Research Article

Language Phylogenies Reveal Expansion Pulses and Pauses in Pacific Settlement

See allHide authors and affiliations

Science  23 Jan 2009:
Vol. 323, Issue 5913, pp. 479-483
DOI: 10.1126/science.1166858


Debates about human prehistory often center on the role that population expansions play in shaping biological and cultural diversity. Hypotheses on the origin of the Austronesian settlers of the Pacific are divided between a recent “pulse-pause” expansion from Taiwan and an older “slow-boat” diffusion from Wallacea. We used lexical data and Bayesian phylogenetic methods to construct a phylogeny of 400 languages. In agreement with the pulse-pause scenario, the language trees place the Austronesian origin in Taiwan approximately 5230 years ago and reveal a series of settlement pauses and expansion pulses linked to technological and social innovations. These results are robust to assumptions about the rooting and calibration of the trees and demonstrate the combined power of linguistic scholarship, database technologies, and computational phylogenetic methods for resolving questions about human prehistory.

A fundamental goal of the human sciences is to understand the major factors that have shaped the diversity of our species. At one extreme, innovationist models argue that advances in technology and social organization have driven population expansions and shaped the patterns of cultural and biological diversity (1, 2). At the other extreme, diffusionist/wave models (3) argue that innovations and population expansions are not critically linked, and new technologies diffuse between societies. The settlement of the Pacific ocean by Austronesian speakers (hereafter we will use the term “Austronesian” to refer to these people) is one of the most remarkable prehistoric human expansions. The innovationist “pulse-pause” scenario posits that the Austronesians originated in Taiwan around 5500 years ago and spread through the Pacific in a sequence of expansion pulses and settlement pauses (2, 46). According to this scenario, the first pause occurred after the settlement of Taiwan and was followed by a rapid expansion pulse as the Austronesians spread over 7000 km from the Philippines to Polynesia in less than 1200 years. As the Austronesians spread through these regions, they integrated with existing populations and innovated new technologies, including the Lapita cultural complex (5). The archaeological evidence suggests the Austronesians reached the previously uninhabited islands of the Reefs/Santa Cruz around 3000 to 3200 years before the present (B.P.) (7), New Caledonia, and Vanuatu around 3000 years B.P., and Tonga, Samoa and Fiji in Western Polynesia in the period between 2900 to 3200 years B.P. (8, 9). This initial rapid pulse was followed by a second pause in Western Polynesia coinciding with the development of pre-Polynesian society (6, 10), before a second expansion phase into Eastern Polynesia between 1200 and 1800 years B.P., settling Tahiti, the Cook Islands, Tuamotu, Marquesas, Hawaii, Rapanui, and New Zealand.

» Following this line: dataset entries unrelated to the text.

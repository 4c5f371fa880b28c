//! Section splitter for component files.

use crate::ast::*;
use crate::error::ParseError;
use crate::lexer::SfcLexer;
use source_map::Span;

/// Split a component file into its top-level sections.
///
/// Splitting is best-effort: unterminated tags and blocks still produce
/// ranges, and every problem is recorded in [`Sections::errors`].
pub fn split_sections(source: &str) -> Sections {
    let mut parser = SfcParser::new(source);
    parser.parse();
    parser.sections
}

/// Parser for component files.
struct SfcParser<'a> {
    lexer: SfcLexer<'a>,
    sections: Sections,
}

/// What the opening tag of a block looked like.
struct OpenTag {
    name: String,
    attrs: Vec<BlockAttr>,
    self_closing: bool,
}

impl<'a> SfcParser<'a> {
    /// Create a new parser for the given source.
    fn new(source: &'a str) -> Self {
        Self {
            lexer: SfcLexer::new(source),
            sections: Sections::new(source.len() as u32),
        }
    }

    fn parse(&mut self) {
        while !self.lexer.is_eof() {
            self.lexer.skip_whitespace();

            if self.lexer.is_eof() {
                break;
            }

            if self.lexer.starts_with("<!--") {
                self.parse_comment();
                continue;
            }

            if self.lexer.starts_with("<") && !self.lexer.starts_with("</") {
                let before = self.lexer.pos();
                self.parse_block();
                if self.lexer.pos() == before {
                    self.lexer.next_char();
                }
                continue;
            }

            // Stray text and closing tags at the root are ignored.
            self.lexer.next_char();
        }
    }

    fn parse_comment(&mut self) {
        let start = self.lexer.pos();
        if let Some((_, terminated)) = self.lexer.read_comment() {
            let span = self.lexer.span_from(start);
            if !terminated {
                self.sections
                    .errors
                    .push(ParseError::unterminated_comment(span));
            }
            self.sections.comments.push(Comment { span });
        }
    }

    /// Read `<name attrs...>` or `<name attrs.../>`.
    fn parse_open_tag(&mut self) -> Option<OpenTag> {
        let start = self.lexer.pos();
        if !self.lexer.consume("<") {
            return None;
        }
        let Some(name) = self.lexer.read_tag_name() else {
            return None;
        };
        let name = name.to_lowercase();
        let attrs = self.parse_attributes();
        self.lexer.skip_whitespace();

        let self_closing = self.lexer.consume("/>");
        if !self_closing && !self.lexer.consume(">") {
            let span = self.lexer.span_from(start);
            self.sections
                .errors
                .push(ParseError::unterminated_tag(&name, span));
        }
        Some(OpenTag {
            name,
            attrs,
            self_closing,
        })
    }

    fn parse_block(&mut self) {
        let start = self.lexer.pos();
        let Some(tag) = self.parse_open_tag() else {
            return;
        };
        let open_span = self.lexer.span_from(start);

        let (content_span, closed) = if tag.self_closing {
            (Span::empty(self.lexer.pos() as u32), true)
        } else {
            let content_start = self.lexer.pos();
            let (_, closed) = if tag.name == "template" {
                self.lexer.read_template_content()
            } else {
                self.lexer.read_block_content(&tag.name)
            };
            (self.lexer.span_from(content_start), closed)
        };

        if !tag.self_closing {
            if closed {
                self.lexer.consume_until(">");
                self.lexer.consume(">");
            } else {
                self.sections
                    .errors
                    .push(ParseError::unclosed_block(&tag.name, open_span));
            }
        }

        let span = self.lexer.span_from(start);
        let block = SfcBlock {
            span,
            content_span,
            attrs: tag.attrs,
            closed,
        };
        self.attach_block(tag.name, block);
    }

    fn attach_block(&mut self, name: String, block: SfcBlock) {
        let lang = block.get_attr("lang").map(String::from);
        match name.as_str() {
            "template" => {
                if self.sections.template.is_some() {
                    self.sections
                        .errors
                        .push(ParseError::duplicate_block("template", block.span));
                } else {
                    self.sections.template = Some(TemplateBlock { block, lang });
                }
            }
            "script" => {
                if self.sections.script.is_some() {
                    self.sections
                        .errors
                        .push(ParseError::duplicate_block("script", block.span));
                } else {
                    let src = block.get_attr("src").map(String::from);
                    self.sections.script = Some(ScriptBlock { block, lang, src });
                }
            }
            "style" => {
                let scoped = block.has_attr("scoped");
                self.sections.styles.push(StyleBlock {
                    block,
                    lang,
                    scoped,
                });
            }
            _ => {
                self.sections.custom_blocks.push(CustomBlock {
                    block,
                    block_type: name.into(),
                });
            }
        }
    }

    /// Parse attributes of a tag.
    fn parse_attributes(&mut self) -> Vec<BlockAttr> {
        let mut attrs = Vec::new();

        loop {
            self.lexer.skip_whitespace();

            if self.lexer.starts_with(">") || self.lexer.starts_with("/>") || self.lexer.is_eof() {
                break;
            }
            // A new tag before `>` means this one was never terminated.
            if self.lexer.starts_with("<") {
                break;
            }

            let attr_start = self.lexer.pos();
            let name = match self.lexer.read_attr_name() {
                Some(n) => n,
                None => {
                    self.lexer.next_char();
                    continue;
                }
            };

            self.lexer.skip_whitespace();

            if self.lexer.consume("=") {
                self.lexer.skip_whitespace();
                let value_start = self.lexer.pos();
                let (value, value_span) = match self.lexer.read_quoted_string() {
                    Some((v, terminated)) => {
                        let end = if terminated {
                            self.lexer.pos() - 1
                        } else {
                            self.lexer.pos()
                        };
                        (v, Span::new(value_start as u32 + 1, end as u32))
                    }
                    None => {
                        let v = self.lexer.read_unquoted_value();
                        (v, self.lexer.span_from(value_start))
                    }
                };
                let span = self.lexer.span_from(attr_start);
                attrs.push(BlockAttr::with_value(name, value, span, value_span));
            } else {
                let span = self.lexer.span_from(attr_start);
                attrs.push(BlockAttr::boolean(name, span));
            }
        }

        attrs
    }
}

In contrast, proponents of the slow-boat scenario argue that the Austronesians emerged from an extensive sociocultural network of maritime exchange in Wallacea (in the region of modern day Sulawesi and the Moluccas) around 13,000 to 17,000 years B.P. based on the dating of mitochondrial lineages (11, 12). This Wallacean slow-boat scenario differs from an alternate slow-boat model that, in agreement with the pulse-pause scenario, postulates an East Asian/Taiwanese origin (13, 14). According to the Wallacean slow-boat scenario, the spread of the Austronesians was driven by the submerging of the Sunda shelf at the end of the last ice age (15). These floods triggered population expansions from the Austronesian homeland in Wallacea in a two-pronged expansion. One of these prongs moved north through the Philippines and into Taiwan. The second expansion prong spread east along the New Guinea coast and into Oceania and Polynesia (following the same route described for the pulse-pause scenario). The pulse-pause and slow-boat scenarios differ substantially in where they locate the Austronesian homeland, in the expansion sequence they postulate, and in the age and timing of this expansion. Genetic studies of Pacific settlement (13, 1618) have been hampered by problems in separating ancient from recent admixture (19) and difficulties in precisely dating the mitochondrial and Y chromosome haplo-groups found in the Pacific (20, 21).

We used phylogenetic analyses of languages to trace the history of human populations because language is linked to other cultural traits (22), contains large amounts of information (23), and evolves at a rapid rate (24). Gray and Jordan's (25) previous parsimony analysis of Austronesian lexical data found support for the expansion sequence predicted by the pulse-pause scenario but limitations of the data and methods used meant that the predictions about the timing of Pacific settlement could not be tested.

Lexical data. The Austronesian language family is the one of the largest in the world, with around 1200 languages spread from Taiwan to New Zealand and Madagascar to Easter Island. We have constructed a large database of Austronesian basic vocabulary (23, 26), which stores 210 items of basic vocabulary from each language, including words for animals, kinship terms, simple verbs, colors, and numbers. Basic vocabulary is both relatively stable over time and generally less likely to be borrowed between languages (27). From this database, a team of linguists identified the sets of homologous words (“cognates”) following the linguistic comparative method (28). We extracted the cognate sets for 400 well-attested languages for analysis. These languages comprise a third of the entire family and include a representative sample of each recognized Austronesian subgroup. We included two non-Austronesian languages as outgroups to “root” the trees: an archaic variant of the Sino-Tibetan language Chinese that was spoken between 2300 and 2900 years B.P. and the Tai-Kadai language Buyang (28). These languages are not traditionally part of the Austronesian family, but a number of cognates have been identified (29). The cognate sets for all 210 meanings across these 400 languages were encoded into a binary matrix. Identified “borrowings” between languages were removed from further analyses. Simulation studies have shown that the amount of undetected borrowing needs to be very substantial (>20%) to substantially bias either the tree topology or the date estimates (30). The resulting matrix contained a total of 34,440 characters (twice the length of whole mitochondrial genomes), and 6436 of these characters were parsimony informative.

Language tree topology. To test the predictions about the origin, sequence, and timing of the Austronesian expansion, we constructed trees using Bayesian phylogenetic methods under a number of models of cognate evolution (28). The best-performing model had a single parameter for cognate gains and losses and modeled character-specific rate variation using a covarion approach where characters could switch between fast and slow rates at different branches on the tree (31).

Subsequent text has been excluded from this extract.